__Exercise__. Look for the word "nothing" in the records, and copy each line where it appears.

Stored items
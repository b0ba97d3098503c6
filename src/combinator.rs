//! Fan-out and race combinators over fallible futures.
//!
//! All combinators interleave their inputs inside the calling task; nothing
//! is spawned. Outputs that are collections keep input order regardless of
//! completion order.

use std::{
    fmt,
    pin::{Pin, pin},
    task::{Context, Poll},
};

use futures::future::{self, Either};
use pin_project_lite::pin_project;

/// Outcome of a fallible future, kept instead of short-circuiting on failure.
#[derive(Debug, Clone, PartialEq, Eq)]
pub enum Settled<T, E> {
    Fulfilled(T),
    Rejected(E),
}

impl<T, E> Settled<T, E> {
    #[must_use]
    pub fn is_fulfilled(&self) -> bool {
        matches!(self, Settled::Fulfilled(_))
    }

    #[must_use]
    pub fn is_rejected(&self) -> bool {
        !self.is_fulfilled()
    }

    pub fn into_result(self) -> Result<T, E> {
        self.into()
    }
}

impl<T, E> From<Result<T, E>> for Settled<T, E> {
    fn from(result: Result<T, E>) -> Self {
        match result {
            Ok(value) => Settled::Fulfilled(value),
            Err(error) => Settled::Rejected(error),
        }
    }
}

impl<T, E> From<Settled<T, E>> for Result<T, E> {
    fn from(settled: Settled<T, E>) -> Self {
        match settled {
            Settled::Fulfilled(value) => Ok(value),
            Settled::Rejected(error) => Err(error),
        }
    }
}

impl<T: fmt::Display, E: fmt::Display> fmt::Display for Settled<T, E> {
    fn fmt(&self, f: &mut fmt::Formatter<'_>) -> fmt::Result {
        match self {
            Settled::Fulfilled(value) => write!(f, "fulfilled: {value}"),
            Settled::Rejected(error) => write!(f, "rejected: {error}"),
        }
    }
}

pin_project! {
    /// Future returned by [`TaskExt::settle`](crate::task_ext::TaskExt::settle).
    #[must_use = "futures do nothing unless polled or .awaited"]
    pub struct Settle<F> {
        #[pin]
        future: F,
    }
}

impl<F> Settle<F> {
    pub fn new(future: F) -> Self {
        Self { future }
    }
}

impl<F, T, E> Future for Settle<F>
where
    F: Future<Output = Result<T, E>>,
{
    type Output = Settled<T, E>;

    fn poll(self: Pin<&mut Self>, cx: &mut Context<'_>) -> Poll<Self::Output> {
        self.project().future.poll(cx).map(Settled::from)
    }
}

/// Waits for every future, failing as soon as any one of them fails.
///
/// On success the values are returned in input order. On failure the first
/// error observed is returned and the remaining futures are dropped.
pub async fn all<I, F, T, E>(futures: I) -> Result<Vec<T>, E>
where
    I: IntoIterator<Item = F>,
    F: Future<Output = Result<T, E>>,
{
    future::try_join_all(futures).await
}

/// Waits for every future and collects a [`Settled`] outcome for each one.
///
/// Never fails; the returned vector has one entry per input, in input order.
pub async fn settle_all<I, F, T, E>(futures: I) -> Vec<Settled<T, E>>
where
    I: IntoIterator<Item = F>,
    F: Future<Output = Result<T, E>>,
{
    future::join_all(futures.into_iter().map(Settle::new)).await
}

/// Resolves to the output of whichever future settles first.
///
/// The loser is dropped without being polled again. If both are ready on the
/// same poll, `a` wins.
pub async fn race<A, B, T>(a: A, b: B) -> T
where
    A: Future<Output = T>,
    B: Future<Output = T>,
{
    let a = pin!(a);
    let b = pin!(b);
    match future::select(a, b).await {
        Either::Left((output, _)) | Either::Right((output, _)) => output,
    }
}

/// Resolves to the output of the first future to settle among `futures`,
/// together with its index.
///
/// Returns `None` when `futures` is empty.
pub async fn race_all<I, F>(futures: I) -> Option<(usize, F::Output)>
where
    I: IntoIterator<Item = F>,
    F: Future,
{
    let futures: Vec<_> = futures.into_iter().map(Box::pin).collect();
    if futures.is_empty() {
        return None;
    }
    let (output, index, _) = future::select_all(futures).await;
    Some((index, output))
}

__Exercise result__.
//! All combinators interleave their inputs inside the calling task; nothing
    #[must_use = "futures do nothing unless polled or .awaited"]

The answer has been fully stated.